Source material:
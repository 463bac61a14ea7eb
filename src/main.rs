//! hostprep - main entry point
//!
//! Thin interaction layer over the orchestration core: CLI dispatch, the
//! stdin confirmation gate, and the interactive menu session driving the
//! pure FSM in `menu.rs`.

use std::io::{BufRead, Write};
use std::path::{Path, PathBuf};

use anyhow::Context;
use log::{debug, info};

use hostprep::cli::{Cli, Commands, ConfigCommands};
use hostprep::menu::{self, MenuEffect, MenuInput, MenuState};
use hostprep::orchestrator::{
    AlwaysConfirm, Confirmation, ConfirmationGate, Orchestrator, ResumePoint,
};
use hostprep::step::{RunMode, Step, StepId, StepOutcome, StepState};
use hostprep::validate::{CheckContext, ValidationEngine, ValidationReport};
use hostprep::{ConfigStore, Configuration, FileEventLog, StateStore};

const DEFAULT_STATE_DIR: &str = "/var/lib/hostprep";

/// Initialize the logger with appropriate settings
fn init_logger() {
    use env_logger::Builder;

    Builder::from_default_env()
        .format(|buf, record| {
            writeln!(
                buf,
                "[{} {}:{}] {}",
                record.level(),
                record.file().unwrap_or("unknown"),
                record.line().unwrap_or(0),
                record.args()
            )
        })
        .filter_level(log::LevelFilter::Warn)
        .parse_default_env() // RUST_LOG overrides
        .init();
}

fn main() -> anyhow::Result<()> {
    init_logger();
    info!("hostprep starting up");

    let cli = Cli::parse_args();
    let state_dir = resolve_state_dir(&cli.state_dir);
    let mode = if cli.dry_run {
        RunMode::DryRun
    } else {
        RunMode::Real
    };
    debug!("state dir: {}, mode: {}", state_dir.display(), mode);

    match cli.command {
        Some(Commands::Run { step, yes }) => {
            let mut orch = build_orchestrator(&state_dir, yes)?;
            let outcome = orch.run_step(step, mode)?;
            report_outcome(&orch, step, outcome, &state_dir);
            if outcome == StepOutcome::Failed {
                std::process::exit(1);
            }
        }
        Some(Commands::Continue { yes }) => {
            let mut orch = build_orchestrator(&state_dir, yes)?;
            let halted_on_failure = run_auto_continue(&mut orch, mode, &state_dir)?;
            if halted_on_failure {
                std::process::exit(1);
            }
        }
        Some(Commands::Status) => {
            let orch = build_orchestrator(&state_dir, true)?;
            print_status(&orch)?;
        }
        Some(Commands::Validate) => {
            let report = run_validation(&state_dir)?;
            if report.summary.blocking {
                std::process::exit(1);
            }
        }
        Some(Commands::Config { action }) => {
            run_config_command(&state_dir, action)?;
        }
        None => {
            interactive_session(&state_dir, mode)?;
        }
    }

    Ok(())
}

fn resolve_state_dir(flag: &Option<PathBuf>) -> PathBuf {
    if let Some(dir) = flag {
        return dir.clone();
    }
    if let Ok(dir) = std::env::var("HOSTPREP_STATE_DIR") {
        if !dir.trim().is_empty() {
            return PathBuf::from(dir);
        }
    }
    PathBuf::from(DEFAULT_STATE_DIR)
}

fn event_log_path(state_dir: &Path) -> PathBuf {
    state_dir.join("events.log")
}

/// Assemble the orchestrator for one session: configuration snapshot loaded
/// once, file-backed state store, append-only event log, and either the
/// stdin gate or an auto-confirming one for `--yes`.
fn build_orchestrator(state_dir: &Path, assume_yes: bool) -> anyhow::Result<Orchestrator> {
    let config = ConfigStore::new(state_dir.join("config.json"))
        .load()
        .context("loading configuration")?;
    let state = StateStore::new(state_dir.join("state.json"));
    let sink = Box::new(FileEventLog::new(event_log_path(state_dir)));
    let gate: Box<dyn ConfirmationGate> = if assume_yes {
        Box::new(AlwaysConfirm)
    } else {
        Box::new(StdinGate)
    };
    Ok(Orchestrator::new(
        hostprep::steps::registry(),
        config,
        state,
        sink,
        gate,
    ))
}

/// Confirmation gate that prompts on stdout and reads one line from stdin.
/// Blocks indefinitely; these are human-operated provisioning flows.
struct StdinGate;

impl ConfirmationGate for StdinGate {
    fn confirm_step(&mut self, step: &Step, mode: RunMode) -> Confirmation {
        let mode_note = match mode {
            RunMode::Real => "",
            RunMode::DryRun => " (dry-run)",
        };
        print!(
            "About to run step {} {}{}. Proceed? [y/N/c] ",
            step.id, step.name, mode_note
        );
        let _ = std::io::stdout().flush();

        match read_line().as_deref() {
            Some("y") | Some("yes") => Confirmation::Confirmed,
            Some("c") | Some("cancel") => Confirmation::Canceled,
            _ => Confirmation::Declined,
        }
    }
}

/// Read one trimmed, lowercased line from stdin. None on EOF.
fn read_line() -> Option<String> {
    let mut line = String::new();
    match std::io::stdin().lock().read_line(&mut line) {
        Ok(0) => None,
        Ok(_) => Some(line.trim().to_lowercase()),
        Err(_) => None,
    }
}

fn report_outcome(orch: &Orchestrator, id: StepId, outcome: StepOutcome, state_dir: &Path) {
    let name = orch.registry().get(id).map(|s| s.name).unwrap_or("?");
    match outcome {
        StepOutcome::Done => println!("step {} {}: DONE", id, name),
        StepOutcome::Canceled => println!("step {} {}: CANCELED (no changes made)", id, name),
        StepOutcome::Failed => println!(
            "step {} {}: FAILED - see {} for details",
            id,
            name,
            event_log_path(state_dir).display()
        ),
    }
}

/// Drive auto-continue, reporting each step as it is produced. Returns
/// true if the pass halted on a failure.
fn run_auto_continue(
    orch: &mut Orchestrator,
    mode: RunMode,
    state_dir: &Path,
) -> anyhow::Result<bool> {
    let names: std::collections::BTreeMap<StepId, &'static str> = orch
        .registry()
        .steps()
        .iter()
        .map(|s| (s.id, s.name))
        .collect();

    let mut last_outcome = None;
    for item in orch.auto_continue(mode) {
        let (id, outcome) = item?;
        let name = names.get(&id).copied().unwrap_or("?");
        match outcome {
            StepOutcome::Done => println!("step {} {}: DONE", id, name),
            StepOutcome::Canceled => println!("step {} {}: CANCELED (no changes made)", id, name),
            StepOutcome::Failed => println!(
                "step {} {}: FAILED - see {} for details",
                id,
                name,
                event_log_path(state_dir).display()
            ),
        }
        last_outcome = Some(outcome);
    }

    match last_outcome {
        None => {
            println!("all steps complete; nothing to do");
            Ok(false)
        }
        Some(outcome) => Ok(outcome == StepOutcome::Failed),
    }
}

fn print_status(orch: &Orchestrator) -> anyhow::Result<()> {
    let state = orch.state_store().load()?;
    match orch.resume_point()? {
        ResumePoint::Step(id) => println!("resume point: step {}", id),
        ResumePoint::AllComplete => println!("resume point: all steps complete"),
    }
    if let Some(ts) = state.last_run_time {
        println!("last run: {} (unix)", ts);
    }
    for (id, name, step_state) in orch.step_states()? {
        let marker = match step_state {
            StepState::Done => "done",
            _ => "pending",
        };
        println!("  {} {:<20} [{}]", id, name, marker);
    }
    Ok(())
}

/// Run all checks against a read-only configuration snapshot and print the
/// report. Validation never touches the stores themselves.
fn run_validation(state_dir: &Path) -> anyhow::Result<ValidationReport> {
    let config = ConfigStore::new(state_dir.join("config.json"))
        .load()
        .context("loading configuration")?;
    let report = ValidationEngine::with_builtin_checks().run_all(&CheckContext {
        config,
        state_dir: state_dir.to_path_buf(),
    });

    for result in &report.results {
        println!(
            "{:<4} {:<10} {}",
            result.severity.to_string(),
            result.check_id,
            result.message
        );
    }
    let s = &report.summary;
    println!(
        "summary: {} ok, {} warn, {} fail{}",
        s.ok,
        s.warn,
        s.fail,
        if s.blocking {
            " - BLOCKING, fix failures before deploying"
        } else {
            ""
        }
    );
    Ok(report)
}

fn run_config_command(state_dir: &Path, action: ConfigCommands) -> anyhow::Result<()> {
    let store = ConfigStore::new(state_dir.join("config.json"));
    match action {
        ConfigCommands::Get { key } => {
            let config = store.load()?;
            match config.get(&key) {
                Some(value) => println!("{}", value),
                None if Configuration::is_known_key(&key) => {
                    eprintln!("{} is not set", key);
                    std::process::exit(1);
                }
                None => {
                    eprintln!("unknown key: {}", key);
                    std::process::exit(1);
                }
            }
        }
        ConfigCommands::Set { key, value, yes } => {
            if !yes {
                print!("Set {} = {:?}? [y/N] ", key, value);
                let _ = std::io::stdout().flush();
                if read_line().as_deref() != Some("y") {
                    println!("not changed");
                    return Ok(());
                }
            }
            store.set(&key, &value)?;
            println!("{} = {}", key, value);
        }
    }
    Ok(())
}

/// Interactive session: render the current FSM state, translate input,
/// apply the transition, perform the effect.
fn interactive_session(state_dir: &Path, mode: RunMode) -> anyhow::Result<()> {
    let mut orch = build_orchestrator(state_dir, false)?;
    let mut state = MenuState::Menu;

    loop {
        let input = match state {
            MenuState::Menu => {
                render_menu(&orch)?;
                match read_line().as_deref() {
                    Some("1") => MenuInput::ChooseStepSelect,
                    Some("2") => MenuInput::ChooseContinue,
                    Some("3") => MenuInput::ChooseValidate,
                    Some("4") | Some("q") => MenuInput::ChooseExit,
                    Some("") | None => MenuInput::Cancel,
                    Some(_) => continue,
                }
            }
            MenuState::StepSelect => {
                render_step_list(&orch)?;
                match read_line() {
                    None => MenuInput::Cancel,
                    Some(line) if line.is_empty() => MenuInput::Cancel,
                    Some(line) => match line.parse::<StepId>() {
                        Ok(id) if orch.registry().get(id).is_some() => MenuInput::PickStep(id),
                        _ => {
                            println!("no such step: {}", line);
                            continue;
                        }
                    },
                }
            }
            MenuState::ConfirmExit => {
                print!("Exit hostprep? [y/N] ");
                let _ = std::io::stdout().flush();
                match read_line().as_deref() {
                    Some("y") | Some("yes") => MenuInput::ConfirmYes,
                    None => MenuInput::ConfirmYes,
                    _ => MenuInput::ConfirmNo,
                }
            }
            // Running/Validating resolve synchronously via their effect, so
            // reaching here means the work already finished.
            MenuState::Running(_) | MenuState::Validating => MenuInput::WorkFinished,
        };

        let (next, effect) = menu::transition(state, input);
        state = next;

        match effect {
            Some(MenuEffect::RunStep(id)) => {
                let outcome = orch.run_step(id, mode)?;
                report_outcome(&orch, id, outcome, state_dir);
            }
            Some(MenuEffect::AutoContinue) => {
                run_auto_continue(&mut orch, mode, state_dir)?;
            }
            Some(MenuEffect::RunValidation) => {
                run_validation(state_dir)?;
            }
            Some(MenuEffect::ExitSession) => {
                info!("session ended by user");
                return Ok(());
            }
            None => {}
        }
    }
}

fn render_menu(orch: &Orchestrator) -> anyhow::Result<()> {
    println!();
    println!("hostprep - host provisioning");
    match orch.resume_point()? {
        ResumePoint::Step(id) => println!("next step: {}", id),
        ResumePoint::AllComplete => println!("all steps complete"),
    }
    println!("  1) run a single step");
    println!("  2) continue from resume point");
    println!("  3) validate environment");
    println!("  4) exit");
    print!("> ");
    let _ = std::io::stdout().flush();
    Ok(())
}

fn render_step_list(orch: &Orchestrator) -> anyhow::Result<()> {
    println!();
    for (id, name, step_state) in orch.step_states()? {
        let marker = match step_state {
            StepState::Done => "done",
            _ => "pending",
        };
        println!("  {} {:<20} [{}]", id, name, marker);
    }
    print!("step to run (empty to go back)> ");
    let _ = std::io::stdout().flush();
    Ok(())
}
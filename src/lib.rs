//! hostprep library
//!
//! Core of the resumable host provisioning orchestrator: the step engine,
//! the durable stores, the execution event contract, and the validation
//! engine. The binary in `main.rs` is a thin interaction layer over these.

pub mod cli;
pub mod config_store;
pub mod error;
pub mod events;
pub mod menu;
pub mod orchestrator;
mod persist;
pub mod runner;
pub mod state_store;
pub mod step;
pub mod steps;
pub mod validate;

pub use config_store::{ConfigStore, Configuration};
pub use error::{HostPrepError, Result};
pub use events::{EventKind, EventSink, ExecutionEvent, FileEventLog, MemoryEventLog};
pub use orchestrator::{
    AlwaysConfirm, Confirmation, ConfirmationGate, Orchestrator, ResumePoint,
};
pub use runner::{CommandOutput, CommandRunner};
pub use state_store::{PersistentState, StateStore};
pub use step::{RunMode, Step, StepBody, StepId, StepOutcome, StepRegistry, StepReport, StepState};
pub use validate::{Check, CheckContext, CheckResult, Severity, Summary, ValidationEngine, ValidationReport};
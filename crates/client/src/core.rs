//! Connection state machine
//!
//! `StreamCore` holds everything that decides what the stream does next:
//! phase, last applied index and reconnect bookkeeping. It does no I/O.
//! Every input returns the `Action`s the driver must perform, which keeps
//! the ordering and backoff rules testable without sockets or timers.

use std::time::Duration;

use serde_json::Value;
use sessionlink_protocol::{ClaudeState, ClientMessage, ServerMessage, SessionStatus};

pub const BASE_RECONNECT_DELAY: Duration = Duration::from_millis(1000);
pub const MAX_RECONNECT_DELAY: Duration = Duration::from_millis(15_000);
pub const MAX_RECONNECT_ATTEMPTS: u32 = 5;
pub const PING_INTERVAL: Duration = Duration::from_secs(30);

/// Delay before reconnect attempt `attempt` (1-based):
/// `min(base * 2^(attempt-1), max)`.
pub fn reconnect_delay(attempt: u32) -> Duration {
    let exponent = attempt.saturating_sub(1).min(16);
    BASE_RECONNECT_DELAY
        .saturating_mul(1u32 << exponent)
        .min(MAX_RECONNECT_DELAY)
}

#[derive(Debug, Clone, Copy, PartialEq, Eq)]
pub enum ConnectionPhase {
    Disconnected,
    Connecting,
    Connected,
    Reconnecting,
    /// Absorbing: nothing leaves this phase.
    Destroyed,
}

/// What the consumer of a stream sees.
#[derive(Debug, Clone, PartialEq)]
pub enum StreamEvent {
    Connected {
        status: SessionStatus,
        message_count: u64,
        last_index: Option<u64>,
        interactive: Option<bool>,
        claude_state: Option<ClaudeState>,
    },
    /// Next record in index order.
    Message {
        index: u64,
        messages: Vec<Value>,
    },
    /// A live frame that is not part of the log.
    Frame(ServerMessage),
    Complete {
        exit_code: Option<i32>,
        reason: Option<String>,
        error: Option<String>,
        final_message_count: Option<u64>,
    },
    /// The server's log is behind what we applied (it restarted). Everything
    /// is replayed from the base index.
    LogReset,
    Reconnecting {
        attempt: u32,
        delay: Duration,
    },
    /// Reconnect attempts are exhausted. Sent once.
    ReconnectFailed,
}

#[derive(Debug, Clone, PartialEq)]
pub enum Action {
    /// Open a socket, resuming from `from_index` if set.
    Open { from_index: Option<u64> },
    Send(ClientMessage),
    Emit(StreamEvent),
    ScheduleReconnect { delay: Duration },
    /// Close the socket with a normal close code.
    Close,
}

#[derive(Debug)]
pub struct StreamCore {
    phase: ConnectionPhase,
    /// -1 until a record has been applied.
    last_index: i64,
    reconnect_attempts: u32,
    /// A catch-up `subscribe` is in flight; don't send another.
    resync_pending: bool,
    /// Replay the whole log on first connect instead of starting live.
    replay_history: bool,
    /// The current socket was opened with a `from_index`.
    opened_with_index: bool,
}

impl StreamCore {
    pub fn new(replay_history: bool) -> Self {
        Self {
            phase: ConnectionPhase::Disconnected,
            last_index: -1,
            reconnect_attempts: 0,
            resync_pending: false,
            replay_history,
            opened_with_index: false,
        }
    }

    pub fn phase(&self) -> ConnectionPhase {
        self.phase
    }

    pub fn last_index(&self) -> i64 {
        self.last_index
    }

    pub fn reconnect_attempts(&self) -> u32 {
        self.reconnect_attempts
    }

    fn resume_index(&self) -> Option<u64> {
        if self.last_index >= 0 {
            Some((self.last_index + 1) as u64)
        } else if self.replay_history {
            Some(0)
        } else {
            None
        }
    }

    fn open(&mut self) -> Vec<Action> {
        self.phase = ConnectionPhase::Connecting;
        let from_index = self.resume_index();
        self.opened_with_index = from_index.is_some();
        vec![Action::Open { from_index }]
    }

    /// Start (or manually retry) the stream.
    pub fn connect(&mut self) -> Vec<Action> {
        match self.phase {
            ConnectionPhase::Disconnected => {
                self.reconnect_attempts = 0;
                self.open()
            }
            _ => Vec::new(),
        }
    }

    /// The socket opened.
    pub fn on_open(&mut self) -> Vec<Action> {
        if self.phase != ConnectionPhase::Connecting {
            return Vec::new();
        }
        self.phase = ConnectionPhase::Connected;
        self.reconnect_attempts = 0;
        self.resync_pending = false;

        if self.last_index >= 0 {
            let from_index = Some((self.last_index + 1) as u64);
            return vec![Action::Send(ClientMessage::Subscribe { from_index })];
        }
        Vec::new()
    }

    /// Periodic keepalive tick.
    pub fn heartbeat(&mut self) -> Vec<Action> {
        if self.phase == ConnectionPhase::Connected {
            vec![Action::Send(ClientMessage::Ping)]
        } else {
            Vec::new()
        }
    }

    /// A text frame arrived. Anything that does not parse is dropped.
    pub fn on_text(&mut self, text: &str) -> Vec<Action> {
        if self.phase != ConnectionPhase::Connected {
            return Vec::new();
        }
        match serde_json::from_str::<ServerMessage>(text) {
            Ok(msg) => self.on_message(msg),
            Err(_) => Vec::new(),
        }
    }

    pub fn on_message(&mut self, msg: ServerMessage) -> Vec<Action> {
        match msg {
            ServerMessage::Connected {
                status,
                message_count,
                last_index,
                interactive,
                claude_state,
                ..
            } => {
                let server_last = last_index.map_or(-1, |i| i as i64);
                let mut actions = Vec::new();
                if server_last < self.last_index {
                    self.last_index = -1;
                    self.resync_pending = true;
                    actions.push(Action::Emit(StreamEvent::LogReset));
                    actions.push(Action::Send(ClientMessage::Subscribe {
                        from_index: Some(0),
                    }));
                } else if self.last_index < 0 && !self.opened_with_index {
                    self.last_index = server_last;
                }
                actions.insert(
                    0,
                    Action::Emit(StreamEvent::Connected {
                        status,
                        message_count,
                        last_index,
                        interactive,
                        claude_state,
                    }),
                );
                actions
            }

            ServerMessage::Message { index, messages } => {
                let index_i = index as i64;
                if index_i <= self.last_index {
                    return Vec::new();
                }
                if index_i == self.last_index + 1 {
                    self.last_index = index_i;
                    self.resync_pending = false;
                    return vec![Action::Emit(StreamEvent::Message { index, messages })];
                }
                if self.resync_pending {
                    return Vec::new();
                }
                self.resync_pending = true;
                vec![Action::Send(ClientMessage::Subscribe {
                    from_index: Some((self.last_index + 1) as u64),
                })]
            }

            ServerMessage::Complete {
                exit_code,
                reason,
                error,
                final_message_count,
            } => {
                self.phase = ConnectionPhase::Disconnected;
                vec![
                    Action::Emit(StreamEvent::Complete {
                        exit_code,
                        reason,
                        error,
                        final_message_count,
                    }),
                    Action::Close,
                ]
            }

            ServerMessage::Heartbeat { .. } | ServerMessage::Pong { .. } | ServerMessage::Unknown => {
                Vec::new()
            }

            other => vec![Action::Emit(StreamEvent::Frame(other))],
        }
    }

    /// The socket closed or could not be opened. `normal` is a clean close
    /// requested by either side.
    pub fn on_close(&mut self, normal: bool) -> Vec<Action> {
        match self.phase {
            ConnectionPhase::Connecting | ConnectionPhase::Connected => {}
            _ => return Vec::new(),
        }
        if normal {
            self.phase = ConnectionPhase::Disconnected;
            return Vec::new();
        }

        if self.reconnect_attempts >= MAX_RECONNECT_ATTEMPTS {
            self.phase = ConnectionPhase::Disconnected;
            return vec![Action::Emit(StreamEvent::ReconnectFailed)];
        }
        self.reconnect_attempts += 1;
        self.phase = ConnectionPhase::Reconnecting;
        let delay = reconnect_delay(self.reconnect_attempts);
        vec![
            Action::Emit(StreamEvent::Reconnecting {
                attempt: self.reconnect_attempts,
                delay,
            }),
            Action::ScheduleReconnect { delay },
        ]
    }

    /// The reconnect timer fired.
    pub fn on_reconnect_timer(&mut self) -> Vec<Action> {
        if self.phase != ConnectionPhase::Reconnecting {
            return Vec::new();
        }
        self.open()
    }

    /// Tear the stream down for good. Idempotent.
    pub fn destroy(&mut self) -> Vec<Action> {
        if self.phase == ConnectionPhase::Destroyed {
            return Vec::new();
        }
        self.phase = ConnectionPhase::Destroyed;
        vec![Action::Close]
    }
}
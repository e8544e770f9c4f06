use thiserror::Error;

#[derive(Debug, Error)]
pub enum StreamError {
    #[error("stream has been destroyed")]
    Destroyed,

    #[error("invalid server url: {0}")]
    InvalidUrl(String),

    #[error("websocket error: {0}")]
    WebSocket(#[from] tokio_tungstenite::tungstenite::Error),
}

Goal of the exercise: Report every line containing the string "made" in the material.

Answer space:
        StepOutcome::Canceled => println!("step {} {}: CANCELED (no changes made)", id, name),
            StepOutcome::Canceled => println!("step {} {}: CANCELED (no changes made)", id, name),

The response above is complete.